I want ksql to create a stream of three elements for this. How can i do this? I already tried it with explode but there i need a key that i do not have in my data.
My current query attempt:
CREATE STREAM ml_stream_raw (
data ARRAY<STRUCT<source VARCHAR, numericValue DOUBLE, created BIGINT, textValue VARCHAR>>
) WITH (
KAFKA_TOPIC='testml1withlist',
VALUE_FORMAT='JSON'
);
CREATE STREAM ml_stream_raw_exploded AS
SELECT EXPLODE(data) AS message
FROM ml_stream_raw;
CREATE STREAM ml_stream_raw_processed AS
SELECT
message->source AS source,
message->numericValue AS numericValue,
message->created AS created,
message->textValue AS textValue
FROM ml_stream_raw_exploded;
CREATE TABLE ml_table_messages_per_second_list AS
SELECT 'all_messages' AS message_group,
WINDOWSTART AS window_start,
COUNT(*) AS message_count
FROM ml_stream_raw_processed
WINDOW TUMBLING (SIZE 1 SECOND)
GROUP BY 'all_messages';
SELECT TIMESTAMPTOSTRING(window_start, 'dd.MM.yyyy HH:mm:ss') AS window_start_formatted,
message_count
FROM ml_table_messages_per_second_list
EMIT CHANGES;
CREATE STREAM ml_stream_raw (
data ARRAY<STRUCT<source VARCHAR, numericValue DOUBLE, created BIGINT, textValue VARCHAR>>
) WITH (
KAFKA_TOPIC='testml1withlist',
VALUE_FORMAT='JSON'
);
CREATE STREAM ml_stream_processed AS
WITH processed AS (
SELECT data, ROW_NUMBER() OVER (PARTITION BY data[1].source ORDER BY data[1].created ASC) AS row_num
FROM ml_stream_raw
)
SELECT
message.source AS source,
message.numericValue AS numericValue,
message.created AS created,
message.textValue AS textValue
FROM processed
LATERAL VIEW explode(data) AS message
WHERE row_num <= 3; -- Limit to 3 elements per message
Explanation:
Create ml_stream_raw (Unchanged):
This stream definition remains the same, defining the schema for incoming messages with an array of objects.
Create ml_stream_processed:
CTE (processed):
This CTE processes the raw data.
ROW_NUMBER() assigns a unique row number to each element in the data array.
The partitioning key is data[1].source to ensure ordering within each message’s array.

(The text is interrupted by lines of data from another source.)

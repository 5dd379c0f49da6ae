use std::io::Write;
use std::process::{Command, Stdio};

use crate::core::{PipelineError, Result};

/// Subprocess boundary for external scorers: run a program with the given
/// arguments, feeding `stdin` to it, and return trimmed standard output.
pub trait ScorerRunner {
    fn run(&self, program: &str, args: &[String], stdin: &str) -> Result<String>;
}

/// Production adapter: blocking `std::process::Command` invocation. No
/// timeout is applied; a hung scorer hangs the run.
pub struct ProcessRunner;

impl ScorerRunner for ProcessRunner {
    fn run(&self, program: &str, args: &[String], stdin: &str) -> Result<String> {
        let tool_error = |detail: String| PipelineError::ExternalTool {
            tool: program.to_string(),
            detail,
        };

        let mut child = Command::new(program)
            .args(args)
            .stdin(Stdio::piped())
            .stdout(Stdio::piped())
            .stderr(Stdio::piped())
            .spawn()
            .map_err(|e| tool_error(e.to_string()))?;

        child
            .stdin
            .take()
            .ok_or_else(|| tool_error("stdin pipe unavailable".to_string()))?
            .write_all(stdin.as_bytes())
            .map_err(|e| tool_error(e.to_string()))?;

        let output = child
            .wait_with_output()
            .map_err(|e| tool_error(e.to_string()))?;
        if !output.status.success() {
            let stderr = String::from_utf8_lossy(&output.stderr);
            return Err(tool_error(format!(
                "exit status {}: {}",
                output.status,
                stderr.trim()
            ))
            .into());
        }

        Ok(String::from_utf8_lossy(&output.stdout).trim().to_string())
    }
}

The ordering criteria is data[1].created (ascending) to maintain the original order.
LATERAL VIEW:
This clause iterates over each element in the data array, generating a separate row for each element as message .
WHERE Clause:
It filters the results to include only rows where row_num is less than or equal to 3, effectively limiting the output to a maximum of three elements per Kafka message.
3. Remaining Queries (Unchanged):
You can keep your original queries for creating the ml_table_messages_per_second_list and the final SELECT statement for message counting.
Key Improvements:
This approach avoids the need for an explicit key in the data, which wasn’t readily available.
It preserves the original data within each element of the stream.
It ensures a maximum of three elements per message, adhering to the requirement.
With these modifications, ksqlDB will now create a stream containing at most three elements for each Kafka message, based on the order of the created timestamp within each message’s array.